Well, I think the new Macbook 12" was more of a showcase for new things Apple wanted to test the water with and see how popular they were. Making an "Ultrabook" for the purpose, rather than putting it in a "mainstream" Mac like the Macbook Air or an iMac made sense. (If it was a total flop, at least it wouldn't destroy a hugely popular product line.)
I actually bought one of these (in space gray and the higher-end configuration) to try using it as my primary work computer. I had been using a 17" Macbook Pro from mid 2010 before this, so I knew it wouldn't have worse performance than that. Typically, I leave it docked with an "Ultrastation" USB 3 dock made by J-Create, so I'm using a pair of full-size displays, regular keyboard, mouse and wired gigabit Ethernet connection with it.

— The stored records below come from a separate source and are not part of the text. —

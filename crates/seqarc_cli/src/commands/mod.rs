//! CLI command implementations.

pub mod cat;
pub mod compact;
pub mod edit;
pub mod inspect;

use seqarc_core::{Catalog, CompressionConfig, CompressionMethod, Config};
use std::ops::Bound;
use std::path::{Path, PathBuf};
use thiserror::Error;

/// Errors raised by the CLI itself rather than the archive.
#[derive(Debug, Error)]
pub enum CliError {
    /// A command needs `--path`.
    #[error("archive path required for {command}")]
    MissingPath {
        /// Subcommand name.
        command: &'static str,
    },

    /// Neither `--data` nor `--file` was given.
    #[error("no content given: pass --data or --file")]
    MissingInput,

    /// Unrecognised `--compression` value.
    #[error("unknown compression method: {0} (expected none, lz4 or zstd)")]
    UnknownCompression(String),

    /// Unrecognised `--format` value.
    #[error("unknown output format: {0} (expected text or json)")]
    UnknownFormat(String),
}

/// Zstd level used when the CLI writes with zstd.
const ZSTD_LEVEL: i32 = 9;

/// Unwraps the global `--path` argument.
pub fn require_path(path: Option<PathBuf>, command: &'static str) -> Result<PathBuf, CliError> {
    path.ok_or(CliError::MissingPath { command })
}

/// Collects content from `--data` or `--file`.
pub fn input(data: Option<String>, file: Option<PathBuf>) -> Result<Vec<u8>, Box<dyn std::error::Error>> {
    match (data, file) {
        (Some(data), _) => Ok(data.into_bytes()),
        (None, Some(file)) => Ok(std::fs::read(file)?),
        (None, None) => Err(CliError::MissingInput.into()),
    }
}

/// Parses a `--compression` value.
pub fn compression(name: &str) -> Result<CompressionConfig, CliError> {
    match CompressionMethod::from_name(name) {
        Some(CompressionMethod::None) => Ok(CompressionConfig::none()),
        Some(CompressionMethod::Lz4) => Ok(CompressionConfig::lz4()),
        Some(CompressionMethod::Zstd) => Ok(CompressionConfig::zstd(ZSTD_LEVEL)),
        None => Err(CliError::UnknownCompression(name.to_string())),
    }
}

/// Turns optional `--start`/`--end` flags into a range.
pub fn bounds(start: Option<i64>, end: Option<i64>) -> (Bound<i64>, Bound<i64>) {
    (
        start.map_or(Bound::Unbounded, Bound::Included),
        end.map_or(Bound::Unbounded, Bound::Excluded),
    )
}

/// Opens an existing catalog for reading.
pub fn open_existing(path: &Path) -> Result<Catalog, Box<dyn std::error::Error>> {
    let config = Config::default().create_if_missing(false);
    Ok(Catalog::open(path, &config)?)
}

/// Opens a catalog for editing, creating the archive if needed.
pub fn open_for_edit(
    path: &Path,
    compression: CompressionConfig,
) -> Result<Catalog, Box<dyn std::error::Error>> {
    let config = Config::default().compression(compression);
    Ok(Catalog::open_or_create(path, &config)?)
}
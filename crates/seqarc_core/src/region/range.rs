//! Offset arithmetic for regions.
//!
//! Logical offsets are translated into segment indices and segment-local
//! ranges. A range end lying exactly on a capacity multiple belongs to the
//! preceding segment, so an insertion at a segment boundary lands at the tail
//! of the earlier segment and overflows forward.

use std::ops::{Bound, Range, RangeBounds};

/// Resolves a caller range against a sequence of `size` units.
///
/// Negative bounds count from the end. Results are clamped to `[0, size]`
/// and an end before the start collapses to an empty range at the start.
pub(crate) fn resolve_range<R: RangeBounds<i64>>(range: &R, size: usize) -> Range<usize> {
    let size_i = i64::try_from(size).unwrap_or(i64::MAX);

    let clamp = |value: i64| -> usize {
        let value = if value < 0 {
            value.saturating_add(size_i)
        } else {
            value
        };
        // In [0, size] after the clamp, so the cast is lossless.
        value.clamp(0, size_i) as usize
    };

    let start = match range.start_bound() {
        Bound::Included(&s) => clamp(s),
        Bound::Excluded(&s) => clamp(s.saturating_add(1)),
        Bound::Unbounded => 0,
    };
    let end = match range.end_bound() {
        Bound::Included(&e) => clamp(e).saturating_add(1).min(size),
        Bound::Excluded(&e) => clamp(e),
        Bound::Unbounded => size,
    };

    start..end.max(start)
}

/// Returns the first and last segment indices covering `range`.
///
/// `count` must be non-zero.
pub(crate) fn covered_segments(range: &Range<usize>, capacity: usize, count: usize) -> (usize, usize) {
    debug_assert!(count > 0);
    let last = if range.end == 0 {
        0
    } else {
        (range.end - 1) / capacity
    }
    .min(count - 1);
    let first = (range.start / capacity).min(last);
    (first, last)
}

/// Clips a logical range to the segment starting at `base` holding `size`
/// units, returning the segment-local range.
pub(crate) fn local_range(range: &Range<usize>, base: usize, size: usize) -> Range<usize> {
    let start = range.start.saturating_sub(base).min(size);
    let end = range.end.saturating_sub(base).min(size).max(start);
    start..end
}

#[cfg(test)]
mod tests {
    use super::*;

    #[test]
    fn plain_ranges() {
        assert_eq!(resolve_range(&(2..5), 10), 2..5);
        assert_eq!(resolve_range(&(..), 10), 0..10);
        assert_eq!(resolve_range(&(3..), 10), 3..10);
        assert_eq!(resolve_range(&(..4), 10), 0..4);
        assert_eq!(resolve_range(&(2..=4), 10), 2..5);
    }

    #[test]
    fn negative_bounds_count_from_end() {
        assert_eq!(resolve_range(&(-3..), 10), 7..10);
        assert_eq!(resolve_range(&(..-1), 10), 0..9);
        assert_eq!(resolve_range(&(-4..-2), 10), 6..8);
        assert_eq!(resolve_range(&(-100..3), 10), 0..3);
        assert_eq!(resolve_range(&(-1..=-1), 10), 9..10);
    }

    #[test]
    fn out_of_range_bounds_clamp() {
        assert_eq!(resolve_range(&(15..20), 10), 10..10);
        assert_eq!(resolve_range(&(5..500), 10), 5..10);
        assert_eq!(resolve_range(&(0..=10), 10), 0..10);
        assert_eq!(resolve_range(&(i64::MIN..i64::MAX), 10), 0..10);
    }

    #[test]
    fn reversed_range_collapses() {
        assert_eq!(resolve_range(&(7..3), 10), 7..7);
        assert_eq!(resolve_range(&(-2..-5), 10), 8..8);
    }

    #[test]
    fn empty_sequence() {
        assert_eq!(resolve_range(&(..), 0), 0..0);
        assert_eq!(resolve_range(&(-5..5), 0), 0..0);
    }

    #[test]
    fn boundary_end_belongs_to_preceding_segment() {
        // Three segments of capacity 10.
        assert_eq!(covered_segments(&(0..10), 10, 3), (0, 0));
        assert_eq!(covered_segments(&(8..12), 10, 3), (0, 1));
        assert_eq!(covered_segments(&(10..10), 10, 3), (0, 0));
        assert_eq!(covered_segments(&(10..11), 10, 3), (1, 1));
        assert_eq!(covered_segments(&(0..0), 10, 3), (0, 0));
        assert_eq!(covered_segments(&(25..25), 10, 3), (2, 2));
        assert_eq!(covered_segments(&(30..30), 10, 3), (2, 2));
    }

    #[test]
    fn local_range_clips_to_segment() {
        assert_eq!(local_range(&(8..12), 0, 10), 8..10);
        assert_eq!(local_range(&(8..12), 10, 10), 0..2);
        assert_eq!(local_range(&(5..25), 20, 5), 0..5);
        assert_eq!(local_range(&(25..25), 20, 5), 5..5);
    }
}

When I want to take it someplace, it's just a matter of unhooking the USB connector to the dock and the power connector to the USB-C port on the side of it. Then it's as easy to take around as an iPad.
Having used it for a while now? I can safely say it works just fine for things like Microsoft Office 2016 (which I'm in all day long, especially for Outlook), flowcharting with Omnigraffle Pro, photo editing with Preview or GraphicsConverter and web surfing. It starts to show it has a weak CPU when you start using VMWare with a virtual Windows 7 or 8 session -- but even that is usable, if not exactly "snappy".

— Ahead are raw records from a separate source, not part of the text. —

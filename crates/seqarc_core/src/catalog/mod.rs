//! Named regions stored together in one archive.
//!
//! The catalog maps region names to [`Region`]s and persists its layout as a
//! head record under [`HEAD_KEY`] in the same archive as the segments. All
//! sequence work is delegated to the regions.
//!
//! Until [`Catalog::save`] runs, the archive still describes the previous
//! save: edits may add nothing to it and purge nothing from it. Dropping a
//! catalog without saving therefore loses only the unsaved edits.
//!
//! # Example
//!
//! ```rust,ignore
//! use seqarc_core::{Catalog, Config};
//!
//! let mut catalog = Catalog::open_or_create(path, &Config::default())?;
//! catalog.create_region("chr1", b"ACGTACGT")?;
//! catalog.write("chr1", b"TT", 2..4)?;
//! catalog.save()?;
//! ```

mod snapshot;
mod staged;

pub use snapshot::{CatalogSnapshot, RegionSnapshot, SegmentSnapshot, HEAD_MAGIC, HEAD_VERSION};

use crate::archive::lock::lock_path;
use crate::archive::{Archive, BackingStore, CompactionStats};
use crate::config::Config;
use crate::error::{validate_capacity, CoreError, CoreResult};
use crate::region::Region;
use staged::StagedStore;
use std::collections::{BTreeMap, BTreeSet};
use std::ops::RangeBounds;
use std::path::{Path, PathBuf};
use tracing::{debug, info};

/// Archive key of the head record.
pub const HEAD_KEY: &str = "head";

/// A set of named regions backed by one archive.
#[derive(Debug)]
pub struct Catalog {
    archive: Archive,
    path: Option<PathBuf>,
    config: Config,
    default_capacity: usize,
    regions: BTreeMap<String, Region>,
    /// Keys to purge once the next head record is written.
    retired: BTreeSet<String>,
    saved: bool,
}

impl Catalog {
    /// Creates a new catalog in the archive at `path`.
    ///
    /// # Errors
    ///
    /// [`CoreError::InvalidOperation`] if the archive already holds a catalog.
    pub fn create(path: &Path, config: &Config) -> CoreResult<Self> {
        let archive = Archive::open(path, config)?;
        if archive.contains(HEAD_KEY) {
            return Err(CoreError::invalid_operation(format!(
                "archive {} already holds a catalog",
                path.display()
            )));
        }

        let catalog = Self::fresh(archive, Some(path.to_path_buf()), config)?;
        info!(path = %path.display(), "created catalog");
        Ok(catalog)
    }

    /// Opens the catalog stored in the archive at `path`.
    ///
    /// Every region is bound to `path`, whatever path was recorded when the
    /// catalog was saved. A missing file is never created.
    ///
    /// # Errors
    ///
    /// - [`CoreError::ArchiveNotFound`] if there is no file at `path`
    /// - [`CoreError::CatalogNotFound`] if the archive holds no head record
    pub fn open(path: &Path, config: &Config) -> CoreResult<Self> {
        let archive = Archive::open(path, &config.create_if_missing(false))?;
        if !archive.contains(HEAD_KEY) {
            return Err(CoreError::CatalogNotFound {
                path: path.to_path_buf(),
            });
        }

        let catalog = Self::load(archive, Some(path.to_path_buf()), config)?;
        info!(
            path = %path.display(),
            regions = catalog.regions.len(),
            "opened catalog"
        );
        Ok(catalog)
    }

    /// Opens the catalog at `path`, creating one if the archive holds none.
    pub fn open_or_create(path: &Path, config: &Config) -> CoreResult<Self> {
        let archive = Archive::open(path, config)?;
        if archive.contains(HEAD_KEY) {
            Self::load(archive, Some(path.to_path_buf()), config)
        } else {
            Self::fresh(archive, Some(path.to_path_buf()), config)
        }
    }

    /// Creates a catalog backed by an in-memory archive.
    pub fn in_memory(config: &Config) -> CoreResult<Self> {
        Self::fresh(Archive::in_memory(), None, config)
    }

    fn fresh(archive: Archive, path: Option<PathBuf>, config: &Config) -> CoreResult<Self> {
        Ok(Self {
            archive,
            path,
            config: *config,
            default_capacity: validate_capacity(config.default_capacity)?,
            regions: BTreeMap::new(),
            retired: BTreeSet::new(),
            saved: false,
        })
    }

    fn load(archive: Archive, path: Option<PathBuf>, config: &Config) -> CoreResult<Self> {
        let head = archive.extract(HEAD_KEY)?;
        let snapshot = CatalogSnapshot::decode(&head)?;

        let mut regions = BTreeMap::new();
        for region in snapshot.regions {
            let region = region.restore(path.clone())?;
            regions.insert(region.name().to_string(), region);
        }

        Ok(Self {
            archive,
            path,
            config: *config,
            default_capacity: validate_capacity(snapshot.default_capacity)?,
            regions,
            retired: BTreeSet::new(),
            saved: true,
        })
    }

    /// Path of the backing archive, `None` when in memory.
    #[must_use]
    pub fn path(&self) -> Option<&Path> {
        self.path.as_deref()
    }

    /// The backing archive.
    #[must_use]
    pub fn archive(&self) -> &Archive {
        &self.archive
    }

    /// Capacity given to newly created regions.
    #[must_use]
    pub fn default_capacity(&self) -> usize {
        self.default_capacity
    }

    /// Returns whether every change has been saved.
    #[must_use]
    pub fn is_saved(&self) -> bool {
        self.saved
    }

    /// Region names in sorted order.
    #[must_use]
    pub fn region_names(&self) -> Vec<&str> {
        self.regions.keys().map(String::as_str).collect()
    }

    /// Size of every region, by name.
    #[must_use]
    pub fn region_sizes(&self) -> BTreeMap<&str, usize> {
        self.regions
            .iter()
            .map(|(name, region)| (name.as_str(), region.size()))
            .collect()
    }

    /// Looks up a region.
    #[must_use]
    pub fn region(&self, name: &str) -> Option<&Region> {
        self.regions.get(name)
    }

    /// Returns whether a region exists.
    #[must_use]
    pub fn contains(&self, name: &str) -> bool {
        self.regions.contains_key(name)
    }

    /// Number of regions.
    #[must_use]
    pub fn len(&self) -> usize {
        self.regions.len()
    }

    /// Returns whether the catalog holds no regions.
    #[must_use]
    pub fn is_empty(&self) -> bool {
        self.regions.is_empty()
    }

    /// Sets the default capacity and re-chunks every region to it.
    pub fn set_default_capacity(&mut self, capacity: usize) -> CoreResult<()> {
        let capacity = validate_capacity(capacity)?;
        let mut store = StagedStore::new(&mut self.archive, &mut self.retired);
        for region in self.regions.values_mut() {
            region.set_capacity(&mut store, capacity)?;
        }
        self.default_capacity = capacity;
        self.saved = false;
        Ok(())
    }

    /// Creates a region holding `content`.
    ///
    /// # Errors
    ///
    /// [`CoreError::RegionExists`] if the name is taken.
    pub fn create_region(&mut self, name: &str, content: &[u8]) -> CoreResult<()> {
        if self.regions.contains_key(name) {
            return Err(CoreError::region_exists(name));
        }
        self.insert_region(name, content)
    }

    fn insert_region(&mut self, name: &str, content: &[u8]) -> CoreResult<()> {
        let region = Region::from_content(self.path.clone(), name, self.default_capacity, content)?;
        debug!(
            region = name,
            size = region.size(),
            segments = region.segment_count(),
            "created region"
        );
        self.regions.insert(name.to_string(), region);
        self.saved = false;
        Ok(())
    }

    /// Creates or overwrites a region.
    pub fn replace_region(&mut self, name: &str, content: &[u8]) -> CoreResult<()> {
        if self.regions.contains_key(name) {
            self.delete_region(name)?;
        }
        self.insert_region(name, content)
    }

    /// Creates `dst` holding a copy of `src`.
    pub fn copy_region(&mut self, src: &str, dst: &str) -> CoreResult<()> {
        if self.regions.contains_key(dst) {
            return Err(CoreError::region_exists(dst));
        }
        let content = self.read(src, ..)?;
        self.insert_region(dst, &content)
    }

    /// Deletes a region. Its segments are purged by the next save.
    pub fn delete_region(&mut self, name: &str) -> CoreResult<()> {
        let region = self
            .regions
            .get_mut(name)
            .ok_or_else(|| CoreError::region_not_found(name))?;
        region.delete_all(&mut StagedStore::new(&mut self.archive, &mut self.retired))?;
        self.regions.remove(name);
        self.saved = false;

        debug!(region = name, "deleted region");
        Ok(())
    }

    /// Reads `range` of a region.
    pub fn read<R: RangeBounds<i64>>(&self, name: &str, range: R) -> CoreResult<Vec<u8>> {
        self.regions
            .get(name)
            .ok_or_else(|| CoreError::region_not_found(name))?
            .read(&self.archive, range)
    }

    /// Replaces `range` of a region with `new`, creating the region from
    /// `new` if it does not exist.
    pub fn write<R: RangeBounds<i64>>(
        &mut self,
        name: &str,
        new: &[u8],
        range: R,
    ) -> CoreResult<()> {
        match self.regions.get_mut(name) {
            Some(region) => region.write(
                &mut StagedStore::new(&mut self.archive, &mut self.retired),
                new,
                range,
            )?,
            None => return self.insert_region(name, new),
        }
        self.saved = false;
        Ok(())
    }

    /// Appends to a region, creating it if needed.
    pub fn append(&mut self, name: &str, seq: &[u8]) -> CoreResult<()> {
        match self.regions.get_mut(name) {
            Some(region) => {
                region.append(&mut StagedStore::new(&mut self.archive, &mut self.retired), seq)?;
            }
            None => return self.insert_region(name, seq),
        }
        self.saved = false;
        Ok(())
    }

    /// Prepends to a region, creating it if needed.
    pub fn prepend(&mut self, name: &str, seq: &[u8]) -> CoreResult<()> {
        match self.regions.get_mut(name) {
            Some(region) => {
                region.prepend(&mut StagedStore::new(&mut self.archive, &mut self.retired), seq)?;
            }
            None => return self.insert_region(name, seq),
        }
        self.saved = false;
        Ok(())
    }

    /// Removes `range` from a region.
    pub fn clear<R: RangeBounds<i64>>(&mut self, name: &str, range: R) -> CoreResult<()> {
        let region = self
            .regions
            .get_mut(name)
            .ok_or_else(|| CoreError::region_not_found(name))?;
        region.clear(&mut StagedStore::new(&mut self.archive, &mut self.retired), range)?;
        self.saved = false;
        Ok(())
    }

    /// Segment capacity of a region.
    pub fn region_capacity(&self, name: &str) -> CoreResult<usize> {
        self.regions
            .get(name)
            .map(Region::capacity)
            .ok_or_else(|| CoreError::region_not_found(name))
    }

    /// Re-chunks one region.
    pub fn set_region_capacity(&mut self, name: &str, capacity: usize) -> CoreResult<()> {
        let region = self
            .regions
            .get_mut(name)
            .ok_or_else(|| CoreError::region_not_found(name))?;
        region.set_capacity(
            &mut StagedStore::new(&mut self.archive, &mut self.retired),
            capacity,
        )?;
        self.saved = false;
        Ok(())
    }

    /// Persists every region, writes a new head record, then purges the
    /// entries that edits since the last save have retired.
    pub fn save(&mut self) -> CoreResult<()> {
        let compression = self.config.compression;
        let mut regions = Vec::with_capacity(self.regions.len());
        let mut store = StagedStore::new(&mut self.archive, &mut self.retired);
        for region in self.regions.values_mut() {
            region.persist_all(&mut store, &compression)?;
            regions.push(RegionSnapshot::capture(region)?);
        }

        let snapshot = CatalogSnapshot {
            path: self.path.clone(),
            default_capacity: self.default_capacity,
            regions,
        };
        let head = snapshot.encode()?;

        // Not atomic: a crash between these leaves no head record.
        self.archive.purge(HEAD_KEY)?;
        self.archive.append(HEAD_KEY, &head)?;

        while let Some(key) = self.retired.first().cloned() {
            self.archive.purge(&key)?;
            self.retired.remove(&key);
        }

        if self.config.sync_on_save {
            self.archive.sync()?;
        } else {
            self.archive.flush()?;
        }
        self.saved = true;

        info!(
            regions = self.regions.len(),
            entries = self.archive.len(),
            "saved catalog"
        );
        Ok(())
    }

    /// Moves the catalog to a new archive at `new_path`.
    ///
    /// Every region is materialized from the current archive, which is then
    /// deleted. Content stays in memory until the next [`save`](Self::save).
    ///
    /// # Errors
    ///
    /// [`CoreError::InvalidOperation`] if the target archive already holds
    /// entries.
    pub fn relocate(&mut self, new_path: &Path) -> CoreResult<()> {
        if self.path.as_deref() == Some(new_path) {
            return Ok(());
        }

        let target = Archive::open(new_path, &self.config.create_if_missing(true))?;
        if !target.is_empty() {
            return Err(CoreError::invalid_operation(format!(
                "cannot relocate into non-empty archive {}",
                new_path.display()
            )));
        }

        for region in self.regions.values_mut() {
            region.relocate(&self.archive, new_path)?;
        }
        self.retired.clear();

        let old = std::mem::replace(&mut self.archive, target);
        drop(old);
        if let Some(old_path) = self.path.replace(new_path.to_path_buf()) {
            std::fs::remove_file(&old_path)?;
            let lock = lock_path(&old_path);
            if lock.exists() {
                std::fs::remove_file(lock)?;
            }
        }
        self.saved = false;

        info!(path = %new_path.display(), "relocated catalog");
        Ok(())
    }

    /// Compacts the backing archive.
    pub fn compact(&mut self) -> CoreResult<CompactionStats> {
        self.archive.compact()
    }
}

Bottom line? I think it serves a niche purpose. You definitely pay a big premium price tag just for the fact it's so thin and lightweight, and performance suffers. But the really thin, light Windows PC Ultrabooks were trade-offs in performance like this too (Atom processors, etc.). I don't care much for the new keyboard design on it though, and can't believe Apple is trying to push that as the new standard Mac keyboard.
Say goodbye to HDMI and USB ports.
Oh but don't worry, you can swap out your display and storage drives to the USB-C drive, which also charges the notebook.
If the MacBook 12" is any indication of the trend we are going to be drifting towards, even with the "Pro" line, then say goodbye to ground shattering performance. We can just use an Intel processor that's slower than a 2011 MacBook Air, as long as our device is super thin, incredibly thin and very innovative.
I feel sorry for people who bought the 12" MacBook and use it for anything other than being on this forum or responding to emails. You dumped $1300 into a device that's slower than your iPad. Congratulations lol.